No, it’s not even in the top 10, and isn’t even the most evil regime in power right now.
“To trade with a genocidal regime preparing for war against us is not only immoral, it is suicidally stupid.”
We’re not trading with the regime. If the argument is “everyone and everything in China is a de facto agent of the CCP” then a similar argument can be made with the US or any country where businesses pay taxes to their federal governments (and, as often as not, receive special subsidies from them as well). What’s your answer if the EU had decided to outlaw imports from the US in response to the Iraq war or the myriad other policies of the US federal government they might find morally atrocious? What’s the limiting principle for how immoral a state has to be to make it morally repugnant to trade with its citizens?
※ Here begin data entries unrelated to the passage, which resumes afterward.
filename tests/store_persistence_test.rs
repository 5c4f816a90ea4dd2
use anyhow::Result;
use dataroom::{EntryStore, FileSystem, StoreConfig};
use tempfile::tempdir;

#[tokio::test]
async fn test_entries_survive_reopen() -> Result<()> {
    let temp_root = tempdir()?;
    let config = StoreConfig::new(temp_root.path().join("db"));

    let (folder, file) = {
        let fs = FileSystem::open(config.clone()).await?;
        let folder = fs.create_folder(None, "Contracts").await?;
        let file = fs
            .upload_file(Some(&folder.id), "nda.pdf", b"%PDF".to_vec(), "application/pdf")
            .await?;
        (folder, file)
    };

    let store = EntryStore::new(config);
    store.initialize().await?;
    assert_eq!(store.get_by_id(&folder.id).await?, Some(folder.clone()));
    assert_eq!(store.get_by_parent(Some(&folder.id)).await?, vec![file]);
    Ok(())
}

#[tokio::test]
async fn test_folder_tree_and_breadcrumbs() -> Result<()> {
    let fs = FileSystem::new(EntryStore::in_memory());
    let a = fs.create_folder(None, "A").await?;
    let b = fs.create_folder(Some(&a.id), "B").await?;
    let c = fs.create_folder(Some(&b.id), "C").await?;
    let d = fs.create_folder(Some(&c.id), "D").await?;

    let chain = fs.navigator().ancestor_chain(&d.id).await?;
    let ids: Vec<_> = chain.iter().map(|crumb| crumb.id.clone()).collect();
    assert_eq!(ids, vec![a.id.clone(), b.id.clone(), c.id.clone()]);

    let tree = fs.folder_tree().await?;
    assert_eq!(tree.len(), 1);
    assert_eq!(tree[0].children[0].children[0].children[0].id, d.id);
    Ok(())
}

#[tokio::test]
async fn test_clear_empties_everything() -> Result<()> {
    let temp_root = tempdir()?;
    let fs = FileSystem::open(StoreConfig::new(temp_root.path().join("db"))).await?;
    let a = fs.create_folder(None, "A").await?;
    fs.upload_file(Some(&a.id), "x.pdf", vec![9], "application/pdf")
        .await?;

    fs.clear_all().await?;
    assert!(fs.store().get_all().await?.is_empty());
    assert!(fs.store().get_by_parent(None).await?.is_empty());
    Ok(())
}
“We can debate the pros and cons of free trade versus protectionism with countries like Bangladesh or Mexico or even Vietnam, but when it comes to the Chinese Empire, such considerations are worse than irrelevant.”
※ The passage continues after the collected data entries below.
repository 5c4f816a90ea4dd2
pub mod entry;
use crate::models::entry::EntryId;
use thiserror::Error;

pub type Result<T> = std::result::Result<T, Error>;

#[derive(Debug, Error)]
pub enum Error {
    #[error("storage unavailable: {0}")]
    StorageUnavailable(String),
    #[error("entry '{0}' already exists")]
    Conflict(EntryId),
    #[error("entry '{0}' not found")]
    NotFound(EntryId),
    #[error("entry '{0}' is not a folder")]
    InvalidParent(EntryId),
    #[error("entry '{0}' is not a file")]
    NotAFile(EntryId),
    #[error("invalid name: {0:?}")]
    InvalidName(String),
    #[error("cannot move '{id}' into '{target}': target is inside the moved folder")]
    InvalidMove { id: EntryId, target: EntryId },
    #[error("storage error: {0}")]
    Unknown(String),
}

impl Error {
    pub fn is_not_found(&self) -> bool {
        matches!(self, Error::NotFound(_))
    }

    pub fn is_storage_unavailable(&self) -> bool {
        matches!(self, Error::StorageUnavailable(_))
    }
}

impl From<sled::Error> for Error {
    fn from(err: sled::Error) -> Self {
        Error::Unknown(err.to_string())
    }
}

impl From<serde_json::Error> for Error {
    fn from(err: serde_json::Error) -> Self {
        Error::Unknown(format!("corrupt entry record: {err}"))
    }
}

impl From<tokio::task::JoinError> for Error {
    fn from(err: tokio::task::JoinError) -> Self {
        Error::Unknown(format!("store task failed: {err}"))
    }
}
No, they’re not, they’re of the utmost importance. You’re advocating impoverishing millions of Chinese people (and plenty of Americans as well) to punish its government. You have to show more than “China bad,” you have to show that it’s worth it, and I’d say if it’s naive to believe that trade liberalization would induce rapid reform in China, it’s delusional to believe that trade illiberalization will induce reform. The policy you’re advocating will make China’s evil regime more popular, and more evil. It will also – if free traders are correct – hurt the US as much or maybe more than China, thereby weakening the US’s strategic position relative to China. So I’d argue that almost the exact opposite is true: how much the Chinese government deserves this punishment in some deontological sense is pretty much irrelevant; how it would affect the well-being of Chinese and Americans and the political economy of China are what matters.
Jon Murphy
Aug 28 2020 at 9:50am
Maybe the reason the Chinese government want to use TikTok to spy on us is so they can gain the secrets of our teenagers’ sick dance moves. That way, when the inevitable dance-off happens in some New York back alley, those Chinese can have an equal footing (pun intended).
David Henderson
Aug 28 2020 at 11:43am
Good one. I think we’ve got a shot at beating them at dance, though, although admittedly in researching this article, I didn’t watch a single TikTok video. I did watch AOC’s video, though, and I really do think she’s a hell of a dancer.
Thomas Hutcheson
Aug 28 2020 at 9:57am
The more general question is whether the differential growth rates and eventual difference in the sizes of the economies present a threat to the US and other liberal democracies? I think the answer is yes, but that trade restrictions do more harm than good. A better way to address the Chinese threat is with greater immigration of talented young people (especially from China) and promoting higher savings rates by moving from income to progressive consumption taxes and lower/negative fiscal deficits.
george jonisch
Aug 28 2020 at 10:13am
Agreed that efficient production is enhanced by external cheap labor.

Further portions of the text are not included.